+++ Exercise input +++

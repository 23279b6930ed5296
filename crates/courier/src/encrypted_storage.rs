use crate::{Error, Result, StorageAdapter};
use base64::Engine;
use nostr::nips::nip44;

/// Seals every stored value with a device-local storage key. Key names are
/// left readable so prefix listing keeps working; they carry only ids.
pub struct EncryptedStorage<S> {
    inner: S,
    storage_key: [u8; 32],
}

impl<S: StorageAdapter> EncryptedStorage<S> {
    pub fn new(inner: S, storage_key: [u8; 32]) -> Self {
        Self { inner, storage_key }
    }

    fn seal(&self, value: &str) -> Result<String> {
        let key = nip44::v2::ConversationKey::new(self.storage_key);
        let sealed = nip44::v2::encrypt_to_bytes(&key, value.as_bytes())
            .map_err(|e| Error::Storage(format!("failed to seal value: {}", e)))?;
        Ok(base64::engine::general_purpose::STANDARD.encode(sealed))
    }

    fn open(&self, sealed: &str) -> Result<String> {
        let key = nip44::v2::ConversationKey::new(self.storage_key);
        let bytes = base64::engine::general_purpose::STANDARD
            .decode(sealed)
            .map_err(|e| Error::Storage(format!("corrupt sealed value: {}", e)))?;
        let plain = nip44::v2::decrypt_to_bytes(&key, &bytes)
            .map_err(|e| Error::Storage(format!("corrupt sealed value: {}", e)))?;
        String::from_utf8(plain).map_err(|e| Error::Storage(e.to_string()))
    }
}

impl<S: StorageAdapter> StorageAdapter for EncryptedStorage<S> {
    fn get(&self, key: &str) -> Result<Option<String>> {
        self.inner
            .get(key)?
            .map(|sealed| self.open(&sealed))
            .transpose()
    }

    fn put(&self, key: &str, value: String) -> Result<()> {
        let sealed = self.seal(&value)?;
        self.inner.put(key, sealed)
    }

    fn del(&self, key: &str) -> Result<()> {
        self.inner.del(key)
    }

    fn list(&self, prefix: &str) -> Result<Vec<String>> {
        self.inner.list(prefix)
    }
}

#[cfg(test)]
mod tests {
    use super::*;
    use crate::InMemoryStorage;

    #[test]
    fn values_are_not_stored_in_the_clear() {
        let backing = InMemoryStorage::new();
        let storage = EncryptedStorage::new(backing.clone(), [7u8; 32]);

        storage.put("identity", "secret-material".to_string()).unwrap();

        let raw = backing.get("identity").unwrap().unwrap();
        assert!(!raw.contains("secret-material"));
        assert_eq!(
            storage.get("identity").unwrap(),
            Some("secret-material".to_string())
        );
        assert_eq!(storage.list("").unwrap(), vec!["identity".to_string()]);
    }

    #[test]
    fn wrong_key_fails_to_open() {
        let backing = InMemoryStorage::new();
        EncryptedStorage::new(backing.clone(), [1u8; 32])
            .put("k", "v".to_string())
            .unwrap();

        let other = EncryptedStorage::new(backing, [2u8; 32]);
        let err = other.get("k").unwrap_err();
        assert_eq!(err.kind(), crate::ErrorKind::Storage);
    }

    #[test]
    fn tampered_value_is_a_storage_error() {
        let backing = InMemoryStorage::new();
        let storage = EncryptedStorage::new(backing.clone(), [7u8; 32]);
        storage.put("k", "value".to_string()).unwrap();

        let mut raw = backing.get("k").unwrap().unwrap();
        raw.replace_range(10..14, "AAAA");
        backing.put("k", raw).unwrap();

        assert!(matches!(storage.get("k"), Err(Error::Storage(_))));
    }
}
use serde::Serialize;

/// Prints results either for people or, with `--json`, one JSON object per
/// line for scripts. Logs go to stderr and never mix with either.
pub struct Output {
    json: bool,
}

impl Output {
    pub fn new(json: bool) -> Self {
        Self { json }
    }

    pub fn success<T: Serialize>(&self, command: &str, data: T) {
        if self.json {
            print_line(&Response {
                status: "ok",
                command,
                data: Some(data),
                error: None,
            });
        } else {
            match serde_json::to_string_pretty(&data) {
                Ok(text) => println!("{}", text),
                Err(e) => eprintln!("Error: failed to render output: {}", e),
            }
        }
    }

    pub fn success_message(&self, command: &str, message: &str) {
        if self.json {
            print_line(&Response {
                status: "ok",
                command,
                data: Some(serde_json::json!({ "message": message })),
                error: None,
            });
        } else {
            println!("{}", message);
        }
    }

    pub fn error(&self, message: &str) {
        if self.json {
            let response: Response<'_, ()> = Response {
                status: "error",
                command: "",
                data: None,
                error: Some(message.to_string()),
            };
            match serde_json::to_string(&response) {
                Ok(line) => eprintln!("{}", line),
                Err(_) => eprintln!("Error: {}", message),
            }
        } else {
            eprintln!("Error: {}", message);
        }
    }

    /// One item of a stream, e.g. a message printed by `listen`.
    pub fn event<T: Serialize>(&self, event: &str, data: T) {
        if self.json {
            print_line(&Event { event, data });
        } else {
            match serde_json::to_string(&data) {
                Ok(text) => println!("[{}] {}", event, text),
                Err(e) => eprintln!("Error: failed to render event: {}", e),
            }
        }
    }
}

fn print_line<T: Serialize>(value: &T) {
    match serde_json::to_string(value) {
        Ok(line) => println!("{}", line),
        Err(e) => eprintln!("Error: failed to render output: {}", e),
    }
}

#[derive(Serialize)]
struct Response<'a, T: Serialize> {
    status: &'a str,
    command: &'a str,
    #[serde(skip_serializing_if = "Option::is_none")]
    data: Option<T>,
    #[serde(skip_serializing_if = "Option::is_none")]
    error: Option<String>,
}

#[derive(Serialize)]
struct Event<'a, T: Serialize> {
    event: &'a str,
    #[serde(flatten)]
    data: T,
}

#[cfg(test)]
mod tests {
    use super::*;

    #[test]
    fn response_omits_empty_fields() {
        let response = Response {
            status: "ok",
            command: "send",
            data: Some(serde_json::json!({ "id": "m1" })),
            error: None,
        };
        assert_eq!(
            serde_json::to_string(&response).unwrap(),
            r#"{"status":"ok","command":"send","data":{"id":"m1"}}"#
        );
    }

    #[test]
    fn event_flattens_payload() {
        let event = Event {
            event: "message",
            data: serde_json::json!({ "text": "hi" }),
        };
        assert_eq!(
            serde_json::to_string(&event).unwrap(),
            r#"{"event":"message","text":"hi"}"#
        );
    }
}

+++
+++ Exercise input +++

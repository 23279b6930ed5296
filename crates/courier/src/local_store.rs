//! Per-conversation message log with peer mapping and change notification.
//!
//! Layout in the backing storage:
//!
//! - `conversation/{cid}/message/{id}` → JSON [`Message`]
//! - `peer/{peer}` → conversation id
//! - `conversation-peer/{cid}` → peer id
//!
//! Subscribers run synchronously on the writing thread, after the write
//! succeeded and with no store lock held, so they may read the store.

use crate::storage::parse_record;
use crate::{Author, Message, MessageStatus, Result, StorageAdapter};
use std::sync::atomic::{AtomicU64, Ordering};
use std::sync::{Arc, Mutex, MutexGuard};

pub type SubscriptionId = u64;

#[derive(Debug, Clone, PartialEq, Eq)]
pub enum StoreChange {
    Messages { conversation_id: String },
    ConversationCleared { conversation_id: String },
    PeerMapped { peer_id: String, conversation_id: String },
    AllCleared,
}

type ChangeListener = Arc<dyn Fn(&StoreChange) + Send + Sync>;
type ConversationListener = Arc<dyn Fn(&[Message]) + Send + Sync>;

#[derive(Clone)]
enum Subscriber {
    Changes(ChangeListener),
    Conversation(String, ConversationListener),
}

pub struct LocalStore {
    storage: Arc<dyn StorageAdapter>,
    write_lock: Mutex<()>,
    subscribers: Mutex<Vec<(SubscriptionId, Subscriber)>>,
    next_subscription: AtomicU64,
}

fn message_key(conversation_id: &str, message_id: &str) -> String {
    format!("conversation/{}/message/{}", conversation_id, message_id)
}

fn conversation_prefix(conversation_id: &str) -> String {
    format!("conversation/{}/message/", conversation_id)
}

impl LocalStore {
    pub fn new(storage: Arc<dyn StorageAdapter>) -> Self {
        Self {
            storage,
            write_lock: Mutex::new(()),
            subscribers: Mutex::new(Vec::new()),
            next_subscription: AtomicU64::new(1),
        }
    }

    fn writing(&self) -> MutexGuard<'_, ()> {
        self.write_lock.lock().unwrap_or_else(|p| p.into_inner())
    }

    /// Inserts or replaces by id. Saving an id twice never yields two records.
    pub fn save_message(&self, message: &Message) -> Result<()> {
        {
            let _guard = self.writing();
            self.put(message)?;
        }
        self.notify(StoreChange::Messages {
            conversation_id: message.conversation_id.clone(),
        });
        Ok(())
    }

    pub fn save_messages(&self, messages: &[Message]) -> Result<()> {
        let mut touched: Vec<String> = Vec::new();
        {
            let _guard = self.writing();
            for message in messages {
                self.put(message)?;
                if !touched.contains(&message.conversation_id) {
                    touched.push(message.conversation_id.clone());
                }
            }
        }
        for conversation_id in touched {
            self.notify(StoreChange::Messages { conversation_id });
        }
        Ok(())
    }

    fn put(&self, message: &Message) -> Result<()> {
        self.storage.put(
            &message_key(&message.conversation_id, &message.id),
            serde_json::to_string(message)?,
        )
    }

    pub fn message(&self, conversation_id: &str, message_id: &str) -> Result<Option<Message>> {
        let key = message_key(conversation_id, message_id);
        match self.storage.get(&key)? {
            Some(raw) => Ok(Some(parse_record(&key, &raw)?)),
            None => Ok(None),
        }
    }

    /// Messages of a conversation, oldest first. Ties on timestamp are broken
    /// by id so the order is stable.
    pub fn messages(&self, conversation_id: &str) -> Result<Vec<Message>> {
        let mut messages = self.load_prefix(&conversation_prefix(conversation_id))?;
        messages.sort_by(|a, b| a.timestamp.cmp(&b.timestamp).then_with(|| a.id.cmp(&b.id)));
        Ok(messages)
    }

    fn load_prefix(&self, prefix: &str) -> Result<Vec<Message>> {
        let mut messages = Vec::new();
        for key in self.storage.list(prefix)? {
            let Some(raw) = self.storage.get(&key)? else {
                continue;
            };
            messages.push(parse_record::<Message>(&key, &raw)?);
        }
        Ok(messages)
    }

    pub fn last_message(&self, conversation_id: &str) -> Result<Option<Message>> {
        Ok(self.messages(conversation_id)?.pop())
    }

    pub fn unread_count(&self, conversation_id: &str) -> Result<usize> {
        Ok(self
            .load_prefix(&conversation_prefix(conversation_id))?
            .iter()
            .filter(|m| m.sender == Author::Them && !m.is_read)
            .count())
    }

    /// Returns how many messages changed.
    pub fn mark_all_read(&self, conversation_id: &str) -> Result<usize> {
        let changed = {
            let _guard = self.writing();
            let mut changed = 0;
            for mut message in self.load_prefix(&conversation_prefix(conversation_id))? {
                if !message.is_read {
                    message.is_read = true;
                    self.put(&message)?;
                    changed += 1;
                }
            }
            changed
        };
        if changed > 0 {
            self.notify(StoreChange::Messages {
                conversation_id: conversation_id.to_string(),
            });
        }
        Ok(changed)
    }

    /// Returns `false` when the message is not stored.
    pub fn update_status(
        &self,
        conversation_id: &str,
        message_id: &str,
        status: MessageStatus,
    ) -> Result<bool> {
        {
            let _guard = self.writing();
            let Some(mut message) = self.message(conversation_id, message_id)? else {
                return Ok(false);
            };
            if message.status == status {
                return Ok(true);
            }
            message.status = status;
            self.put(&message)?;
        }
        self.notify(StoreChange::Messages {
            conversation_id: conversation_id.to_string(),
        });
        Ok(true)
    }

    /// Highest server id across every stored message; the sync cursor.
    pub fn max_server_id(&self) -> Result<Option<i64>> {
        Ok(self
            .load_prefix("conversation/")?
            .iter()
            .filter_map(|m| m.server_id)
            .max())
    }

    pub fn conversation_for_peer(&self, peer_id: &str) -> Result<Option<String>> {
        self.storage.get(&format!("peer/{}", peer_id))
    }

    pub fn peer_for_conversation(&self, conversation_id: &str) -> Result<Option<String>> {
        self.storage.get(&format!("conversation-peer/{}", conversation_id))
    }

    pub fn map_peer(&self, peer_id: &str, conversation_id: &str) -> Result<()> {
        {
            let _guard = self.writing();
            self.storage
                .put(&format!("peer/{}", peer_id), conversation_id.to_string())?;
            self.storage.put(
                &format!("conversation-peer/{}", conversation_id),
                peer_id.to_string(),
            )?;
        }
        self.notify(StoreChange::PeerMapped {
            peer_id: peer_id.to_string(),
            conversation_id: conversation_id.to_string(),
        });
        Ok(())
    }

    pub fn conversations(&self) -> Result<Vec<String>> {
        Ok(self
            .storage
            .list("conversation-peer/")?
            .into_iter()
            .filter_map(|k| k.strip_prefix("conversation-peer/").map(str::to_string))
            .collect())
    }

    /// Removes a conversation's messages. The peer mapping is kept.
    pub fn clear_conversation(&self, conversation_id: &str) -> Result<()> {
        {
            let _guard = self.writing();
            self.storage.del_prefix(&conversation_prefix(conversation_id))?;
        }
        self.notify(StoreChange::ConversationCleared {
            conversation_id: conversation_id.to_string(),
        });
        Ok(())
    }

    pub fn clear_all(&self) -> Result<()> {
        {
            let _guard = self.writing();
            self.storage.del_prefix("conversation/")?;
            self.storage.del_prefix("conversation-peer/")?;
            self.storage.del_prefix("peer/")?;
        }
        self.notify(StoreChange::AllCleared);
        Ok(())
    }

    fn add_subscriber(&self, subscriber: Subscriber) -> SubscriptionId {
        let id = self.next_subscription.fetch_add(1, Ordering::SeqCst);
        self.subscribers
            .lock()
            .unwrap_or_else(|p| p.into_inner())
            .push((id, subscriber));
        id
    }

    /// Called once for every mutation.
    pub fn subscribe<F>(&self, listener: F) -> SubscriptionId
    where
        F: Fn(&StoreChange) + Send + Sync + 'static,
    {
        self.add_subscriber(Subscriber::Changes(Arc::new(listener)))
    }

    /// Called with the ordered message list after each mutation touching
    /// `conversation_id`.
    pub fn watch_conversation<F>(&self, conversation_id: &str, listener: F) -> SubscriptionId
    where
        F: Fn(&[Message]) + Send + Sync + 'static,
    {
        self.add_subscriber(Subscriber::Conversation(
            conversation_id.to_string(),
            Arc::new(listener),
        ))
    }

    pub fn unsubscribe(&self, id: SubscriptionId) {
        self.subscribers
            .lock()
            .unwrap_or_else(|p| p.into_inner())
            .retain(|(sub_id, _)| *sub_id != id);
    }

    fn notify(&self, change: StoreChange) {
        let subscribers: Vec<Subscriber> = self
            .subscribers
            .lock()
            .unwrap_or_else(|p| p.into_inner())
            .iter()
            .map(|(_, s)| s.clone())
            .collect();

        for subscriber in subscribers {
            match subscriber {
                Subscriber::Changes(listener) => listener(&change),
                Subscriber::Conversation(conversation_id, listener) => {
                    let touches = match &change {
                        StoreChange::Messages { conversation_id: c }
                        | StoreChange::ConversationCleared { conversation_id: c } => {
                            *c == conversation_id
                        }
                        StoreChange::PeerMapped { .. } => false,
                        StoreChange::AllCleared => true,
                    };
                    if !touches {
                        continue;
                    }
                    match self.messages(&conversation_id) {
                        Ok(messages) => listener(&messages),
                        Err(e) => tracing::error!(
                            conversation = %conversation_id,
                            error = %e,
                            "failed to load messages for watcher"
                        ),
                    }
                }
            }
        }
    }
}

+++

Assignment -
Find the word "changed" in the entries above and gather every line that holds it.

Completed exercise -
    /// Returns how many messages changed.
        let changed = {
            let mut changed = 0;
                    changed += 1;
            changed
        if changed > 0 {
        Ok(changed)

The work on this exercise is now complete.